use super::*;
use crate::resolve::{apply_overrides, OutputFormat, StatusFilter};

fn parse(args: &[&str]) -> Cli {
    Cli::try_parse_from(args).expect("expected valid cli args")
}

#[test]
fn parses_resolve_with_positional_ids() {
    let cli = parse(&["buybox-cli", "resolve", "B000000001", "B000000002"]);

    let Commands::Resolve(args) = cli.command else {
        panic!("expected resolve command");
    };
    assert_eq!(args.input.ids, ["B000000001", "B000000002"]);
    assert!(args.input.file.is_none());
    assert_eq!(args.format, OutputFormat::Table);
    assert!(args.statuses.is_empty());
}

#[test]
fn parses_resolve_options() {
    let cli = parse(&[
        "buybox-cli",
        "resolve",
        "--file",
        "ids.txt",
        "--format",
        "json",
        "--status",
        "third-party",
        "--status",
        "reprocess",
        "--workers",
        "4",
        "--backoff-base",
        "2.5",
    ]);

    let Commands::Resolve(args) = cli.command else {
        panic!("expected resolve command");
    };
    assert_eq!(
        args.input.file.as_deref(),
        Some(std::path::Path::new("ids.txt"))
    );
    assert_eq!(args.format, OutputFormat::Json);
    assert_eq!(
        args.statuses,
        [StatusFilter::ThirdParty, StatusFilter::Reprocess]
    );
    assert_eq!(args.workers, Some(4));
    assert_eq!(args.backoff_base, Some(2.5));
}

#[test]
fn parses_validate_command() {
    let cli = parse(&["buybox-cli", "validate", "b000000001,bad"]);

    assert!(matches!(cli.command, Commands::Validate(_)));
}

#[test]
fn rejects_unknown_status() {
    let result = Cli::try_parse_from(["buybox-cli", "resolve", "--status", "sold-out"]);
    assert!(result.is_err());
}

#[test]
fn help_is_rendered_by_the_parser() {
    let err = Cli::try_parse_from(["buybox-cli", "--help"]).unwrap_err();
    assert_eq!(err.kind(), clap::error::ErrorKind::DisplayHelp);
    assert!(err.to_string().contains("resolve"));
}

#[test]
fn missing_subcommand_is_an_error() {
    assert!(Cli::try_parse_from(["buybox-cli"]).is_err());
}

#[test]
fn overrides_replace_environment_values() {
    let cli = parse(&[
        "buybox-cli",
        "resolve",
        "--workers",
        "2",
        "--timeout-secs",
        "5",
        "--retries",
        "0",
        "--cycles",
        "1",
        "--base-url",
        "http://127.0.0.1:9000/",
    ]);
    let Commands::Resolve(args) = cli.command else {
        panic!("expected resolve command");
    };

    let config = apply_overrides(buybox_core::AppConfig::default(), &args).expect("valid overrides");

    assert_eq!(config.max_workers, 2);
    assert_eq!(config.request_timeout_secs, 5);
    assert_eq!(config.retries_per_cycle, 0);
    assert_eq!(config.max_blocked_cycles, 1);
    assert_eq!(config.marketplace_base_url, "http://127.0.0.1:9000");
}

#[test]
fn zero_workers_override_is_rejected() {
    let cli = parse(&["buybox-cli", "resolve", "--workers", "0"]);
    let Commands::Resolve(args) = cli.command else {
        panic!("expected resolve command");
    };

    assert!(apply_overrides(buybox_core::AppConfig::default(), &args).is_err());
}

#[test]
fn non_positive_backoff_override_is_rejected() {
    let cli = parse(&["buybox-cli", "resolve", "--backoff-base", "0"]);
    let Commands::Resolve(args) = cli.command else {
        panic!("expected resolve command");
    };

    assert!(apply_overrides(buybox_core::AppConfig::default(), &args).is_err());
}
pub mod backoff;
pub mod block;
pub mod classify;
pub mod coordinator;
pub mod error;
pub mod extract;
pub mod fetch;
pub mod recovery;
pub mod session;
pub mod settings;

pub use backoff::RetryPolicy;
pub use block::is_blocked;
pub use classify::{classify, is_operator_name, OPERATOR_NAME};
pub use coordinator::Resolver;
pub use error::ScraperError;
pub use extract::{extract, extract_merchant_info};
pub use fetch::{safe_get, FetchOutcome};
pub use recovery::resolve_one;
pub use session::{Session, SessionProvider};
pub use settings::ResolverConfig;
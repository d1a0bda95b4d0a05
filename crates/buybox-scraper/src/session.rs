//! Per-worker HTTP sessions.
//!
//! Each worker owns one [`SessionProvider`]. The provider lazily builds a
//! `reqwest::Client` carrying browser-like default headers and its own cookie
//! jar. Forcing renewal drops the old client, cookies included, and builds a
//! fresh one; no other worker's session is touched.

use std::time::Duration;

use reqwest::header::{HeaderMap, HeaderValue, ACCEPT, ACCEPT_LANGUAGE, CONNECTION, USER_AGENT};
use reqwest::Client;

use crate::error::ScraperError;

pub(crate) const ACCEPT_LANGUAGE_VALUE: &str = "pt-BR,pt;q=0.9,en;q=0.7";
pub(crate) const ACCEPT_VALUE: &str =
    "text/html,application/xhtml+xml,application/xml;q=0.9,*/*;q=0.8";

const CONNECT_TIMEOUT: Duration = Duration::from_secs(10);

/// One HTTP client context. Cookies set by the marketplace accumulate here
/// until the session is renewed.
#[derive(Debug)]
pub struct Session {
    client: Client,
    generation: u64,
}

impl Session {
    pub(crate) fn client(&self) -> &Client {
        &self.client
    }

    /// 1 for the first session a provider built, incremented per renewal.
    #[must_use]
    pub fn generation(&self) -> u64 {
        self.generation
    }
}

/// Owns at most one live [`Session`] for a single worker.
#[derive(Debug)]
pub struct SessionProvider {
    worker: usize,
    user_agent: String,
    current: Option<Session>,
    built: u64,
}

impl SessionProvider {
    #[must_use]
    pub fn new(worker: usize, user_agent: impl Into<String>) -> Self {
        Self {
            worker,
            user_agent: user_agent.into(),
            current: None,
            built: 0,
        }
    }

    /// Returns the worker's session, building one on first use. With
    /// `force_new` the existing session is discarded first.
    ///
    /// # Errors
    ///
    /// Returns [`ScraperError`] if the user agent is not a valid header value
    /// or the underlying `reqwest::Client` cannot be constructed.
    pub fn get(&mut self, force_new: bool) -> Result<&Session, ScraperError> {
        if force_new {
            if let Some(stale) = self.current.take() {
                tracing::debug!(
                    worker = self.worker,
                    generation = stale.generation,
                    "discarding session"
                );
            }
        }

        let session = match self.current.take() {
            Some(session) => session,
            None => {
                let client = build_client(&self.user_agent)?;
                self.built += 1;
                tracing::debug!(worker = self.worker, generation = self.built, "new session");
                Session {
                    client,
                    generation: self.built,
                }
            }
        };
        Ok(self.current.insert(session))
    }

    #[must_use]
    pub fn worker(&self) -> usize {
        self.worker
    }

    /// How many sessions this provider has built so far.
    #[must_use]
    pub fn sessions_built(&self) -> u64 {
        self.built
    }
}

fn build_client(user_agent: &str) -> Result<Client, ScraperError> {
    let mut headers = HeaderMap::new();
    headers.insert(
        USER_AGENT,
        HeaderValue::from_str(user_agent).map_err(|e| ScraperError::InvalidHeader {
            header: "user-agent",
            reason: e.to_string(),
        })?,
    );
    headers.insert(
        ACCEPT_LANGUAGE,
        HeaderValue::from_static(ACCEPT_LANGUAGE_VALUE),
    );
    headers.insert(ACCEPT, HeaderValue::from_static(ACCEPT_VALUE));
    headers.insert(CONNECTION, HeaderValue::from_static("keep-alive"));

    let client = Client::builder()
        .default_headers(headers)
        .cookie_store(true)
        .connect_timeout(CONNECT_TIMEOUT)
        .build()?;
    Ok(client)
}

#[cfg(test)]
mod tests {
    use super::*;

    const UA: &str = "Mozilla/5.0 (test)";

    #[test]
    fn reuses_session_until_renewal_is_forced() {
        let mut provider = SessionProvider::new(0, UA);
        assert_eq!(provider.get(false).unwrap().generation(), 1);
        assert_eq!(provider.get(false).unwrap().generation(), 1);
        assert_eq!(provider.get(true).unwrap().generation(), 2);
        assert_eq!(provider.get(false).unwrap().generation(), 2);
        assert_eq!(provider.sessions_built(), 2);
    }

    #[test]
    fn first_call_with_force_new_builds_once() {
        let mut provider = SessionProvider::new(3, UA);
        assert_eq!(provider.get(true).unwrap().generation(), 1);
        assert_eq!(provider.sessions_built(), 1);
        assert_eq!(provider.worker(), 3);
    }

    #[test]
    fn renewal_is_local_to_one_provider() {
        let mut a = SessionProvider::new(0, UA);
        let mut b = SessionProvider::new(1, UA);
        a.get(false).unwrap();
        b.get(false).unwrap();
        a.get(true).unwrap();
        a.get(true).unwrap();
        assert_eq!(a.get(false).unwrap().generation(), 3);
        assert_eq!(b.get(false).unwrap().generation(), 1);
    }

    #[test]
    fn rejects_user_agent_with_control_characters() {
        let mut provider = SessionProvider::new(0, "bad\nagent");
        let err = provider.get(false).unwrap_err();
        assert!(
            matches!(err, ScraperError::InvalidHeader { header: "user-agent", .. }),
            "expected InvalidHeader, got: {err:?}"
        );
        assert_eq!(provider.sessions_built(), 0);
    }
}
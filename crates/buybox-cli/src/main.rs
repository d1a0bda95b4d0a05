mod render;
mod resolve;

use clap::{Parser, Subcommand};
use tracing_subscriber::EnvFilter;

use crate::resolve::{InputArgs, ResolveArgs};

#[derive(Debug, Parser)]
#[command(name = "buybox-cli")]
#[command(about = "Find who holds the primary offer for marketplace product identifiers")]
struct Cli {
    #[command(subcommand)]
    command: Commands,
}

#[derive(Debug, Subcommand)]
enum Commands {
    /// Resolve seller, shipper and status for each identifier
    Resolve(ResolveArgs),
    /// Print the identifiers that pass validation, one per line
    Validate(InputArgs),
}

#[tokio::main]
async fn main() -> anyhow::Result<()> {
    // Parsed before configuration so `--help` works with a broken environment.
    let cli = Cli::parse();

    let config = buybox_core::load_app_config()?;
    let env_filter = EnvFilter::try_from_default_env()
        .or_else(|_| EnvFilter::try_new(config.log_level.clone()))?;
    tracing_subscriber::fmt()
        .with_env_filter(env_filter)
        .with_writer(std::io::stderr)
        .with_ansi(config.env.is_development())
        .init();
    tracing::debug!(
        env = %config.env,
        base_url = %config.marketplace_base_url,
        "configuration loaded"
    );

    match cli.command {
        Commands::Resolve(args) => resolve::run_resolve(config, &args).await,
        Commands::Validate(input) => resolve::run_validate(&input),
    }
}

#[cfg(test)]
mod tests;
#[derive(Debug, Clone, Copy, PartialEq, Eq)]
pub enum Environment {
    Development,
    Test,
    Production,
}

impl std::fmt::Display for Environment {
    fn fmt(&self, f: &mut std::fmt::Formatter<'_>) -> std::fmt::Result {
        match self {
            Environment::Development => write!(f, "development"),
            Environment::Test => write!(f, "test"),
            Environment::Production => write!(f, "production"),
        }
    }
}

impl Environment {
    /// Log output carries ANSI colours only in development.
    #[must_use]
    pub fn is_development(self) -> bool {
        matches!(self, Environment::Development)
    }
}

pub const DEFAULT_MARKETPLACE_BASE_URL: &str = "https://www.amazon.com.br";
pub const DEFAULT_LOCALE: &str = "pt_BR";
pub const DEFAULT_USER_AGENT: &str = "Mozilla/5.0 (Windows NT 10.0; Win64; x64) \
     AppleWebKit/537.36 (KHTML, like Gecko) Chrome/120.0 Safari/537.36";
pub const DEFAULT_MAX_WORKERS: usize = 6;
pub const DEFAULT_REQUEST_TIMEOUT_SECS: u64 = 10;
pub const DEFAULT_RETRIES_PER_CYCLE: u32 = 2;
pub const DEFAULT_MAX_BLOCKED_CYCLES: u32 = 3;
pub const DEFAULT_BLOCKED_BACKOFF_BASE: f64 = 1.8;

/// Host-supplied settings for a resolution run.
///
/// Every field has a default for the Brazilian marketplace, so
/// an empty environment yields a usable config.
#[derive(Debug, Clone, PartialEq)]
pub struct AppConfig {
    pub env: Environment,
    pub log_level: String,
    pub marketplace_base_url: String,
    pub locale: String,
    pub user_agent: String,
    /// Size of the worker pool; each worker owns one HTTP session.
    pub max_workers: usize,
    pub request_timeout_secs: u64,
    /// Immediate retries inside one fetch cycle (`attempts = retries + 1`).
    pub retries_per_cycle: u32,
    /// Highest cycle index of the recovery loop (`cycles = limit + 1`).
    pub max_blocked_cycles: u32,
    /// Base of the exponential backoff applied between recovery cycles.
    pub blocked_backoff_base: f64,
}

impl Default for AppConfig {
    fn default() -> Self {
        Self {
            env: Environment::Development,
            log_level: "info".to_owned(),
            marketplace_base_url: DEFAULT_MARKETPLACE_BASE_URL.to_owned(),
            locale: DEFAULT_LOCALE.to_owned(),
            user_agent: DEFAULT_USER_AGENT.to_owned(),
            max_workers: DEFAULT_MAX_WORKERS,
            request_timeout_secs: DEFAULT_REQUEST_TIMEOUT_SECS,
            retries_per_cycle: DEFAULT_RETRIES_PER_CYCLE,
            max_blocked_cycles: DEFAULT_MAX_BLOCKED_CYCLES,
            blocked_backoff_base: DEFAULT_BLOCKED_BACKOFF_BASE,
        }
    }
}
//! Plain-text and JSON rendering of batch results.

use std::collections::HashMap;

use buybox_core::{BatchSummary, ClassificationStatus, ClassifiedRecord, ProductId};
use serde::Serialize;

/// Records in submission order, restricted to `statuses` when non-empty.
pub(crate) fn ordered_records<'a>(
    ids: &[ProductId],
    results: &'a HashMap<ProductId, ClassifiedRecord>,
    statuses: &[ClassificationStatus],
) -> Vec<&'a ClassifiedRecord> {
    ids.iter()
        .filter_map(|id| results.get(id))
        .filter(|record| statuses.is_empty() || statuses.contains(&record.status()))
        .collect()
}

pub(crate) fn render_table(rows: &[&ClassifiedRecord], summary: &BatchSummary) -> String {
    let mut out = String::new();
    out.push_str(&format!(
        "{:<12}{:<32}{:<32}STATUS\n",
        "ID", "SELLER", "SHIPPER"
    ));
    for record in rows {
        out.push_str(&format!(
            "{:<12}{:<32}{:<32}{}\n",
            record.id().as_str(),
            record.seller().to_string(),
            record.shipper().to_string(),
            record.status()
        ));
    }
    out.push('\n');
    out.push_str(&summary_line(summary));
    out.push('\n');

    let reprocess: Vec<&str> = rows
        .iter()
        .filter(|record| record.status() == ClassificationStatus::NeedsReprocess)
        .map(|record| record.id().as_str())
        .collect();
    if !reprocess.is_empty() {
        out.push_str(&format!("resubmit: {}\n", reprocess.join(" ")));
    }
    out
}

pub(crate) fn summary_line(summary: &BatchSummary) -> String {
    format!(
        "total {} | operator FO {} | third-party {} ({:.1}%) | no offer {} | reprocess {} | read time {} ({:.2}s/id)",
        summary.total,
        summary.operator_fulfilled,
        summary.third_party,
        summary.third_party_pct(),
        summary.no_offer,
        summary.needs_reprocess,
        summary.read_time(),
        summary.secs_per_identifier()
    )
}

#[derive(Debug, Serialize)]
struct JsonReport<'a> {
    records: &'a [&'a ClassifiedRecord],
    summary: &'a BatchSummary,
    read_time: String,
}

pub(crate) fn render_json(
    rows: &[&ClassifiedRecord],
    summary: &BatchSummary,
) -> anyhow::Result<String> {
    let report = JsonReport {
        records: rows,
        summary,
        read_time: summary.read_time(),
    };
    Ok(serde_json::to_string_pretty(&report)?)
}

#[cfg(test)]
mod tests {
    use std::time::Duration;

    use buybox_core::{MerchantInfo, Party};

    use super::*;

    fn pid(raw: &str) -> ProductId {
        ProductId::parse(raw).expect("valid test id")
    }

    fn fixture() -> (Vec<ProductId>, HashMap<ProductId, ClassifiedRecord>) {
        let ids = vec![pid("B000000003"), pid("B000000001"), pid("B000000002")];
        let records = [
            ClassifiedRecord::new(
                pid("B000000001"),
                MerchantInfo::new(
                    Party::Named("Amazon".to_owned()),
                    Party::Named("Amazon".to_owned()),
                ),
                ClassificationStatus::OperatorFulfilled,
            ),
            ClassifiedRecord::no_offer(pid("B000000002")),
            ClassifiedRecord::needs_reprocess(pid("B000000003")),
        ];
        let map = records
            .into_iter()
            .map(|record| (record.id().clone(), record))
            .collect();
        (ids, map)
    }

    #[test]
    fn rows_follow_submission_order() {
        let (ids, results) = fixture();
        let rows = ordered_records(&ids, &results, &[]);
        let order: Vec<&str> = rows.iter().map(|r| r.id().as_str()).collect();
        assert_eq!(order, ["B000000003", "B000000001", "B000000002"]);
    }

    #[test]
    fn status_filter_keeps_matching_rows_only() {
        let (ids, results) = fixture();
        let rows = ordered_records(&ids, &results, &[ClassificationStatus::NoOffer]);
        assert_eq!(rows.len(), 1);
        assert_eq!(rows[0].id().as_str(), "B000000002");
    }

    #[test]
    fn table_lists_reprocess_ids_for_resubmission() {
        let (ids, results) = fixture();
        let rows = ordered_records(&ids, &results, &[]);
        let summary = BatchSummary::from_records(results.values(), Duration::from_secs(65));
        let table = render_table(&rows, &summary);

        assert!(table.starts_with("ID"));
        assert!(table.contains("Operator FO"));
        assert!(table.contains("read time 1m 5s"));
        assert!(table.contains("resubmit: B000000003"));
    }

    #[test]
    fn table_rows_are_column_aligned() {
        let (ids, results) = fixture();
        let rows = ordered_records(&ids, &results, &[]);
        let summary = BatchSummary::from_records(results.values(), Duration::from_secs(1));
        let table = render_table(&rows, &summary);
        let lines: Vec<&str> = table.lines().collect();

        assert_eq!(lines.len(), 7);
        assert_eq!(
            lines[2],
            format!("{:<12}{:<32}{:<32}Operator FO", "B000000001", "Amazon", "Amazon")
        );
        assert_eq!(
            lines[3],
            format!("{:<12}{:<32}{:<32}No Offer", "B000000002", "No Offer", "No Offer")
        );
        assert!(lines[4].is_empty());
    }

    #[test]
    fn json_report_carries_records_and_summary() {
        let (ids, results) = fixture();
        let rows = ordered_records(&ids, &results, &[]);
        let summary = BatchSummary::from_records(results.values(), Duration::from_secs(3));
        let json = render_json(&rows, &summary).expect("serializes");
        let value: serde_json::Value = serde_json::from_str(&json).expect("valid json");

        assert_eq!(value["records"].as_array().map(Vec::len), Some(3));
        assert_eq!(value["summary"]["total"], 3);
        assert_eq!(value["summary"]["needs_reprocess"], 1);
        assert_eq!(value["read_time"], "3s");
    }
}
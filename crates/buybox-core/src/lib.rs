pub mod app_config;
pub mod config;
pub mod identifier;
pub mod offer;
pub mod summary;

pub use app_config::{AppConfig, Environment};
pub use config::{load_app_config, load_app_config_from_env};
pub use identifier::{collect_product_ids, parse_product_ids, ProductId};
pub use offer::{ClassificationStatus, ClassifiedRecord, MerchantInfo, Party};
pub use summary::{format_read_time, BatchSummary};

use thiserror::Error;

#[derive(Debug, Error)]
pub enum ConfigError {
    #[error("invalid value for {var}: {reason}")]
    InvalidEnvVar { var: String, reason: String },
}
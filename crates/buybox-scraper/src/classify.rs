//! Maps a (seller, shipper) pair to a [`ClassificationStatus`].

use buybox_core::{ClassificationStatus, Party};

/// Display name used whenever the marketplace operator is detected.
pub const OPERATOR_NAME: &str = "Amazon";

/// Lower-case fragments identifying the operator's retail entity.
const OPERATOR_ALIASES: [&str; 4] = [
    "amazon",
    "amazon.com.br",
    "amazon serviços de varejo",
    "amazon servicos de varejo",
];

/// Returns `true` when `name` contains one of the operator's aliases,
/// ignoring case and surrounding whitespace.
#[must_use]
pub fn is_operator_name(name: &str) -> bool {
    let lowered = name.trim().to_lowercase();
    !lowered.is_empty() && OPERATOR_ALIASES.iter().any(|alias| lowered.contains(alias))
}

/// Pure classification of an extracted pair.
///
/// Both sides absent is `NoOffer`, both sides operator is
/// `OperatorFulfilled`, and every other pair involves a third party.
#[must_use]
pub fn classify(seller: &Party, shipper: &Party) -> ClassificationStatus {
    match (seller, shipper) {
        (Party::NoOffer, Party::NoOffer) => ClassificationStatus::NoOffer,
        (Party::Reprocess, Party::Reprocess) => ClassificationStatus::NeedsReprocess,
        (Party::Named(seller), Party::Named(shipper))
            if is_operator_name(seller) && is_operator_name(shipper) =>
        {
            ClassificationStatus::OperatorFulfilled
        }
        _ => ClassificationStatus::ThirdPartyOffer,
    }
}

------------------------------

> Instructions for the task
Beginning at the line with "assert_eq!(b.get(false).unwrap().generation(), 1);" and ending at the line with "let cli = Cli::parse();", reproduce each line of the data above exactly, and add no other lines.

> Result for this task
        assert_eq!(b.get(false).unwrap().generation(), 1);
    }

    #[test]
    fn rejects_user_agent_with_control_characters() {
        let mut provider = SessionProvider::new(0, "bad\nagent");
        let err = provider.get(false).unwrap_err();
        assert!(
            matches!(err, ScraperError::InvalidHeader { header: "user-agent", .. }),
            "expected InvalidHeader, got: {err:?}"
        );
        assert_eq!(provider.sessions_built(), 0);
    }
}
filename crates/buybox-cli/src/main.rs
repository d1a0bda95b4d0a05
mod render;
mod resolve;

use clap::{Parser, Subcommand};
use tracing_subscriber::EnvFilter;

use crate::resolve::{InputArgs, ResolveArgs};

#[derive(Debug, Parser)]
#[command(name = "buybox-cli")]
#[command(about = "Find who holds the primary offer for marketplace product identifiers")]
struct Cli {
    #[command(subcommand)]
    command: Commands,
}

#[derive(Debug, Subcommand)]
enum Commands {
    /// Resolve seller, shipper and status for each identifier
    Resolve(ResolveArgs),
    /// Print the identifiers that pass validation, one per line
    Validate(InputArgs),
}

#[tokio::main]
async fn main() -> anyhow::Result<()> {
    // Parsed before configuration so `--help` works with a broken environment.
    let cli = Cli::parse();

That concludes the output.